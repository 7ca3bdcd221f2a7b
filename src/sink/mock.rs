//! Recording sink used by the engine tests

use super::{CompletionNotifier, OutputSink, SinkFormat};
use crate::error::{Result, WavPlayerError};
use crate::state::lock;
use crossbeam_channel::Sender;
use std::sync::{Arc, Mutex};
use std::thread::JoinHandle;
use std::time::Duration;

#[derive(Debug, Clone, PartialEq, Eq)]
pub(crate) enum SinkEvent {
    Configure(SinkFormat),
    /// A write of `len` bytes; `silent` when every byte was zero
    Write { len: usize, silent: bool },
    Deinit,
    Amplifier(bool),
}

#[derive(Debug, Default)]
pub(crate) struct Recording {
    pub events: Vec<SinkEvent>,
    /// Concatenation of every non-silent write
    pub audio: Vec<u8>,
}

impl Recording {
    pub fn writes(&self) -> impl Iterator<Item = (usize, bool)> + '_ {
        self.events.iter().filter_map(|event| match event {
            SinkEvent::Write { len, silent } => Some((*len, *silent)),
            _ => None,
        })
    }

    pub fn configure_count(&self) -> usize {
        self.events
            .iter()
            .filter(|event| matches!(event, SinkEvent::Configure(_)))
            .count()
    }
}

/// Records everything the engine asks of it.
///
/// In paced mode a pacer thread completes every write `pace` after it was issued,
/// simulating the bus draining the buffer. `deinit` joins the pacer, so no completion
/// from an earlier configuration arrives afterwards. In manual mode nothing completes;
/// tests drive the refill handler directly.
pub(crate) struct RecordingSink {
    recording: Arc<Mutex<Recording>>,
    internal_buffer_len: usize,
    pace: Option<Duration>,
    configured: bool,
    pacer: Option<Pacer>,
    fail_configure: bool,
}

struct Pacer {
    writes: Sender<()>,
    handle: JoinHandle<()>,
}

impl Pacer {
    fn spawn(notifier: CompletionNotifier, pace: Duration) -> Self {
        let (writes, pending) = crossbeam_channel::unbounded::<()>();
        let handle = std::thread::spawn(move || {
            for () in pending.iter() {
                std::thread::sleep(pace);
                notifier.notify();
            }
        });
        Self { writes, handle }
    }

    fn stop(self) {
        drop(self.writes);
        let _ = self.handle.join();
    }
}

impl RecordingSink {
    pub fn manual(internal_buffer_len: usize) -> Self {
        Self {
            recording: Arc::new(Mutex::new(Recording::default())),
            internal_buffer_len,
            pace: None,
            configured: false,
            pacer: None,
            fail_configure: false,
        }
    }

    pub fn paced(internal_buffer_len: usize, pace: Duration) -> Self {
        let mut sink = Self::manual(internal_buffer_len);
        sink.pace = Some(pace);
        sink
    }

    pub fn failing_configure(mut self) -> Self {
        self.fail_configure = true;
        self
    }

    pub fn recording(&self) -> Arc<Mutex<Recording>> {
        self.recording.clone()
    }

    fn record(&self, event: SinkEvent) {
        lock(&self.recording).events.push(event);
    }
}

impl OutputSink for RecordingSink {
    fn configure(&mut self, format: SinkFormat, notifier: CompletionNotifier) -> Result<()> {
        if self.fail_configure {
            return Err(WavPlayerError::AudioDevice("no such device".into()));
        }
        self.pacer = self.pace.map(|pace| Pacer::spawn(notifier, pace));
        self.configured = true;
        self.record(SinkEvent::Configure(format));
        Ok(())
    }

    fn write(&mut self, buffer: &[u8]) -> Result<()> {
        if !self.configured {
            return Err(WavPlayerError::Engine("write before configure".into()));
        }

        let silent = buffer.iter().all(|&b| b == 0);
        {
            let mut recording = lock(&self.recording);
            recording.events.push(SinkEvent::Write {
                len: buffer.len(),
                silent,
            });
            if !silent {
                recording.audio.extend_from_slice(buffer);
            }
        }

        if let Some(pacer) = &self.pacer {
            let _ = pacer.writes.send(());
        }
        Ok(())
    }

    fn deinit(&mut self) {
        if let Some(pacer) = self.pacer.take() {
            pacer.stop();
        }
        if std::mem::take(&mut self.configured) {
            self.record(SinkEvent::Deinit);
        }
    }

    fn set_amplifier(&mut self, enabled: bool) {
        self.record(SinkEvent::Amplifier(enabled));
    }

    fn internal_buffer_len(&self) -> usize {
        self.internal_buffer_len
    }
}

impl Drop for RecordingSink {
    fn drop(&mut self) {
        if let Some(pacer) = self.pacer.take() {
            pacer.stop();
        }
    }
}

····················

What you will do
Output each line of the listing above that has "false".

Result for this task
            configured: false,
            fail_configure: false,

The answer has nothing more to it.